Чтобы не усиливать его обиду молчанием, я возразил, напомнив, что именно эта человеческая теплота помогла всем нам пережить когда-то Бельцен, одолеть долгий и тяжелый путь от концлагеря до Арденн.
- Не будь у нас этой теплоты, вы, наверное, не сидели бы сейчас в этом роскошном отеле, а давно сгнили бы в лесу.
- В каком лесу? - переспросил Крофт удивленно и строго.
- В лесу под Бохольтом, в северо-западной Германии. Не помните?
Серовато-бледное лицо дипломата начало краснеть медленно и постепенно, словно прозрачный сосуд со светлой жидкостью, в которую вливали тонкой струйкой краску: из бледного оно стало розовым, потом алым, затем совсем красным.
- Помню, - глухо сказал он, стиснув губы жесткой и злой подковой. Очень хорошо помню. Пользуясь тем, что были крепче, сильнее физически, вы заставили обессиленных, голодных людей плясать всю ночь.
- Мы заставляли людей плясать, чтобы спасти их жизни.
Крофт усмехнулся.
- Спасти наши жизни... А били? Тоже, чтобы спасти наши жизни?
- Вы отказывались топтаться на месте, - напомнил я. - Вы хотели, чтобы вас оставили в покое и позволили лежать.
Англичанин встал передо мной, засунув руки в карманы брюк, и посмотрел на меня с брезгливым ожесточением.
- За всю мою жизнь меня били только раз, - тихо, точно вспоминая вслух, проговорил он, и я почувствовал, сколько злости вложено в этот шепот. - Только раз... И это было в том лесу под Бохольтом... Даже нацисты не осмелились бить меня, потому что понимали, что делать этого нельзя... Английский аристократ... офицер Интеллидженс сервис... Его можно расстрелять, повесить, но бить... унижать... нельзя, нельзя... А вы били меня, как мясника какого-нибудь... Тяжелой тюремной бутсой с деревянной подошвой в зад... Бутсой в зад... Как бродягу... Офицера его величества.
Он остановился и приблизил ко мне свое лицо.
- Интересно, какой наглец осмелился сделать это?
Я наклонил голову, будто представлялся ему впервые.
- Этот наглец - я. И бил я вас, чтобы заставить двигаться и тем самым спасти жизнь.
Дипломат упрямо и молча рассматривал меня светлыми, очень злыми глазами.

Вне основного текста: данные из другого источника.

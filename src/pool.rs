//! The worker pool (C6): a fixed number of OS threads that run fired jobs.

use crossbeam_channel::{bounded, Receiver, Sender};
use std::panic::{self, AssertUnwindSafe};
use std::sync::atomic::{AtomicUsize, Ordering};
use std::sync::{Arc, Mutex};
use std::thread::{self, JoinHandle};
use tracing::{error, warn};

type Task = Box<dyn FnOnce() + Send + 'static>;

struct Shared {
    busy: AtomicUsize,
    capacity: usize,
}

/// A fixed-size pool of OS threads that execute submitted closures.
///
/// Threads are never spawned or killed after construction; `submit` blocks
/// the caller's channel send if every thread is busy, so callers should
/// check [`WorkerPool::available`] or call [`WorkerPool::block_for_available`]
/// first, matching the scheduler loop's own "don't overcommit" discipline.
pub struct WorkerPool {
    sender: Mutex<Option<Sender<Task>>>,
    handles: Mutex<Vec<JoinHandle<()>>>,
    shared: Arc<Shared>,
}

impl WorkerPool {
    /// Spawns `size` worker threads. `size` must be at least 1.
    pub fn new(size: usize) -> Self {
        let size = size.max(1);
        let (sender, receiver): (Sender<Task>, Receiver<Task>) = bounded(0);
        let shared = Arc::new(Shared {
            busy: AtomicUsize::new(0),
            capacity: size,
        });

        let mut handles = Vec::with_capacity(size);
        for index in 0..size {
            let receiver = receiver.clone();
            let shared = Arc::clone(&shared);
            handles.push(
                thread::Builder::new()
                    .name(format!("quartzite-worker-{index}"))
                    .spawn(move || worker_loop(index, receiver, shared))
                    .expect("failed to spawn worker thread"),
            );
        }

        Self {
            sender: Mutex::new(Some(sender)),
            handles: Mutex::new(handles),
            shared,
        }
    }

    /// The pool's fixed thread count.
    pub fn capacity(&self) -> usize {
        self.shared.capacity
    }

    /// How many threads are idle right now.
    pub fn available(&self) -> usize {
        self.shared
            .capacity
            .saturating_sub(self.shared.busy.load(Ordering::Acquire))
    }

    /// Blocks the calling thread until at least one worker is idle, returning
    /// the number available. Polls briefly rather than using a condvar,
    /// since a worker finishing its task is a short, frequent event.
    pub fn block_for_available(&self) -> usize {
        loop {
            let available = self.available();
            if available > 0 {
                return available;
            }
            thread::sleep(std::time::Duration::from_millis(10));
        }
    }

    /// Submits a task to run on the next idle thread. Returns `false` if the
    /// pool has been shut down.
    pub fn submit<F>(&self, task: F) -> bool
    where
        F: FnOnce() + Send + 'static,
    {
        let sender = self.sender.lock().unwrap_or_else(|poison| poison.into_inner());
        match sender.as_ref() {
            Some(sender) => sender.send(Box::new(task)).is_ok(),
            None => false,
        }
    }

    /// Stops accepting new work. If `wait_for_jobs_to_complete` is true,
    /// blocks until every in-flight task finishes; otherwise returns once
    /// the channel is closed, leaving running tasks to finish on their own.
    pub fn shutdown(&self, wait_for_jobs_to_complete: bool) {
        self.sender
            .lock()
            .unwrap_or_else(|poison| poison.into_inner())
            .take();
        if wait_for_jobs_to_complete {
            self.join();
        }
    }

    fn join(&self) {
        let mut handles = self.handles.lock().unwrap_or_else(|poison| poison.into_inner());
        for handle in handles.drain(..) {
            if handle.join().is_err() {
                error!("worker thread panicked during shutdown join");
            }
        }
    }
}

impl Drop for WorkerPool {
    fn drop(&mut self) {
        self.sender
            .lock()
            .unwrap_or_else(|poison| poison.into_inner())
            .take();
        self.join();
    }
}

fn worker_loop(index: usize, receiver: Receiver<Task>, shared: Arc<Shared>) {
    while let Ok(task) = receiver.recv() {
        shared.busy.fetch_add(1, Ordering::AcqRel);
        let result = panic::catch_unwind(AssertUnwindSafe(task));
        shared.busy.fetch_sub(1, Ordering::AcqRel);
        if let Err(payload) = result {
            let message = payload
                .downcast_ref::<&str>()
                .map(|s| s.to_string())
                .or_else(|| payload.downcast_ref::<String>().cloned())
                .unwrap_or_else(|| "non-string panic payload".to_string());
            warn!(worker = index, %message, "job panicked; worker thread continues");
        }
    }
}

#[cfg(test)]
mod tests {
    use super::*;
    use std::sync::mpsc;
    use std::time::Duration;

    #[test]
    fn runs_submitted_task() {
        let pool = WorkerPool::new(2);
        let (tx, rx) = mpsc::channel();
        assert!(pool.submit(move || {
            tx.send(42).unwrap();
        }));
        assert_eq!(rx.recv_timeout(Duration::from_secs(1)).unwrap(), 42);
    }

    #[test]
    fn panicking_task_does_not_kill_worker() {
        let pool = WorkerPool::new(1);
        assert!(pool.submit(|| panic!("boom")));
        // Give the panicking task time to be caught, then confirm the
        // worker is still alive and able to run a second task.
        thread::sleep(Duration::from_millis(50));
        let (tx, rx) = mpsc::channel();
        assert!(pool.submit(move || {
            tx.send(()).unwrap();
        }));
        assert!(rx.recv_timeout(Duration::from_secs(1)).is_ok());
    }

    #[test]
    fn capacity_reports_configured_size() {
        let pool = WorkerPool::new(3);
        assert_eq!(pool.capacity(), 3);
    }

    #[test]
    fn block_for_available_returns_once_idle() {
        let pool = WorkerPool::new(1);
        assert_eq!(pool.block_for_available(), 1);
    }
}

- Может быть, вы и думали, что спасаете меня, давая пинка под зад, но я никогда не прощу вам этого стыда. Я не знал, кто бил меня, хотя и подозревал грубияна Федунова. Я не мог рассчитаться с ним, потому что он погиб там, в немецком лесу. Теперь я знаю, кто виновник моего стыда. Теперь я знаю... Теперь я знаю...
В последних словах, произнесенных опять жестким шепотом, послышалось шипение подлинной ненависти. Была ли она порождена алкогольными парами или обидой, разбуженной воспоминаниями, я не знал. Мы поднялись, и хозяин не пытался удерживать нас. Он не проводил нас даже до двери, а лишь издали поклонился церемонно и холодно, сложив губы в надменно-презрительную улыбку.
В лифте мы спускались молча. На улице, перед тем как нырнуть в такси, которое должно было отвезти его в польское посольство, Казимир задержал мою руку в своей и невесело усмехнулся:
- Вот ведь как получается: пинок в зад даешь, можно сказать, с самыми благородными намерениями, а он на всю жизнь на душе обидой отпечатывается...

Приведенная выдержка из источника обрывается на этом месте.